Aqan Qarğambaiūly Sataev (Ақан Қарғамбайұлы Сатаев, born December 23, 1971) is a Kazakh film director, actor, screenwriter and producer. Satayev is named Honored Worker of Kazakhstan and is the laureate of State Award of Kazakhstan.

== Biography ==
Satayev was born to a family of actors, both his parents were recognized as People's Artistes of the Kazakh SSR and performed leading roles at Karaganda Drama Theater where he spent a lot of time. That theater became his first drama school, and in 1994 Satayev graduated from Kazakh National Academy of Arts, Department of Cinema and Television.

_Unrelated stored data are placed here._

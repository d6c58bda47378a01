//! Main orchestration logic: probe, count, mirror, archive.

use crate::archive::archive;
use crate::config::ResolvedConfig;
use crate::count::count_eligible;
use crate::error::MirrorError;
use crate::mirror::mirror;
use crate::remote::RemoteService;
use crate::types::{local_root_for, ExecutionStage, MirrorProgress, SyncContext, LOCAL_NAMESPACE};
use std::path::{Path, PathBuf};
use std::time::{Duration, Instant};
use tracing::{info, warn};

/// Where a run reads from and writes to.
#[derive(Debug, Clone)]
pub struct BackupPlan {
    /// Archive name prefix.
    pub label: String,
    pub remote_root: String,
    /// `<workdir>/rpi/<last remote segment>`.
    pub local_root: PathBuf,
    /// Directory receiving the archive.
    pub workdir: PathBuf,
}

impl BackupPlan {
    pub fn new(config: &ResolvedConfig, workdir: &Path) -> Self {
        Self {
            label: config.label.clone(),
            remote_root: config.remote_root.clone(),
            local_root: local_root_for(workdir, &config.remote_root),
            workdir: workdir.to_path_buf(),
        }
    }
}

/// Outcome of [`run_backup`].
#[derive(Debug, Clone)]
pub struct RunSummary {
    pub entries_mirrored: u64,
    pub total_eligible: u64,
    pub archive_path: Option<PathBuf>,
    pub elapsed: Duration,
}

/// Mirrors the remote root of `plan` into its local root.
///
/// Connectivity is checked with a throwaway session first; nothing local is
/// touched if that fails. A second session then serves the counting and
/// mirroring passes and is closed when this function returns, whether it
/// succeeds or not.
///
/// # Returns
///
/// The finished [`SyncContext`].
pub fn mirror_tree<S: RemoteService>(
    service: &S,
    plan: &BackupPlan,
    on_progress: &mut dyn FnMut(&MirrorProgress<'_>),
) -> Result<SyncContext, MirrorError> {
    service.probe()?;

    let mut session = service.open()?;
    let mut ctx = SyncContext::new(plan.remote_root.clone(), plan.local_root.clone());

    info!("Counting entries under '{}'", ctx.remote_root);
    ctx.total_eligible = count_eligible(&mut session, &ctx.remote_root)?;
    info!("📊 {} entries to mirror", ctx.total_eligible);

    let (remote_root, local_root) = (ctx.remote_root.clone(), ctx.local_root.clone());
    mirror(&mut session, &remote_root, &local_root, &mut ctx, on_progress)?;

    if ctx.processed != ctx.total_eligible {
        warn!(
            "Remote tree changed while mirroring: counted {} entries, mirrored {}",
            ctx.total_eligible, ctx.processed
        );
    }
    info!("✅ Tree '{}' mirrored successfully", ctx.remote_root);

    Ok(ctx)
}

/// Runs the stages selected by `stage` for `plan`.
///
/// 1. Probes the connection and mirrors the remote tree (unless `ArchiveOnly`)
/// 2. Archives the local tree into the work directory and removes the tree
///    (unless `MirrorOnly`)
///
/// # Arguments
///
/// * `service` - Remote file service
/// * `plan` - Source, destination and archive label
/// * `stage` - Execution stage control
/// * `show_progress` - Draw progress bars on stderr
pub fn run_backup<S: RemoteService>(
    service: &S,
    plan: &BackupPlan,
    stage: ExecutionStage,
    show_progress: bool,
) -> Result<RunSummary, MirrorError> {
    let started = Instant::now();
    let mut summary = RunSummary {
        entries_mirrored: 0,
        total_eligible: 0,
        archive_path: None,
        elapsed: Duration::ZERO,
    };

    if stage != ExecutionStage::ArchiveOnly {
        let pb = progress_bar(show_progress);
        pb.set_message(format!("📦 Mirroring {}", plan.remote_root));

        let result = mirror_tree(service, plan, &mut |p| {
            pb.set_length(p.total);
            pb.set_position(p.processed);
            pb.set_message(format!("| ⬇️  {} {}%", p.remote_path, p.percent));
        });

        let ctx = match result {
            Ok(ctx) => ctx,
            Err(e) => {
                pb.abandon_with_message("❌ Mirror failed!");
                return Err(e);
            }
        };
        pb.finish_with_message(format!("✅ Mirrored {} entries", ctx.processed));

        summary.entries_mirrored = ctx.processed;
        summary.total_eligible = ctx.total_eligible;
    }

    if stage != ExecutionStage::MirrorOnly {
        let pb = progress_bar(show_progress);
        let archive_path = archive(&plan.local_root, &plan.workdir, &plan.label, &mut |p| {
            pb.set_length(p.total);
            pb.set_position(p.index);
            pb.set_message(format!("| 🗜️  {}", p.entry_name));
        });

        let archive_path = match archive_path {
            Ok(path) => path,
            Err(e) => {
                pb.abandon_with_message("❌ Archive failed!");
                return Err(e);
            }
        };
        pb.finish_with_message("✅ Archive written");

        remove_empty_namespace(&plan.local_root);
        info!("Archive saved: {}", archive_path.display());
        summary.archive_path = Some(archive_path);
    }

    summary.elapsed = started.elapsed();
    Ok(summary)
}

fn progress_bar(visible: bool) -> indicatif::ProgressBar {
    if !visible {
        return indicatif::ProgressBar::hidden();
    }
    let pb = indicatif::ProgressBar::new(0);
    if let Ok(style) = indicatif::ProgressStyle::default_bar().template(
        "{spinner:.cyan} [{bar:40.cyan/blue}] {pos}/{len} {msg} | {elapsed_precise} elapsed",
    ) {
        pb.set_style(style.progress_chars("█▓▒░ "));
    }
    pb
}

// The namespace directory only exists to hold mirrors; drop it once the last
// one has been archived. remove_dir refuses non-empty directories.
fn remove_empty_namespace(local_root: &Path) {
    if let Some(parent) = local_root.parent() {
        if parent.file_name().is_some_and(|n| n == LOCAL_NAMESPACE) {
            let _ = std::fs::remove_dir(parent);
        }
    }
}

While at university, Satayev played student Azat, the main character in Allazhar, a movie by Kaldybay Abenov about tragic events in Alma-Ata in December 1986. After graduation, Satayev took part in various feature films and went into directing and producing advertising clips. Sataifilm, the company he founded in 2003, presented Racketeer, a crime drama and his debut movie, in 2007.

In 2016, Satayev founded the Astana Film Fund to support young Kazakh directors and low-budget indie productions en masse. In the same year he shot 2 feature-length movies, Districts, a teenage crime drama set in the USSR, and The Road to Mother, a period drama about the Soviet collectivization period, the Eastern Front, and the Kazakh post-war years.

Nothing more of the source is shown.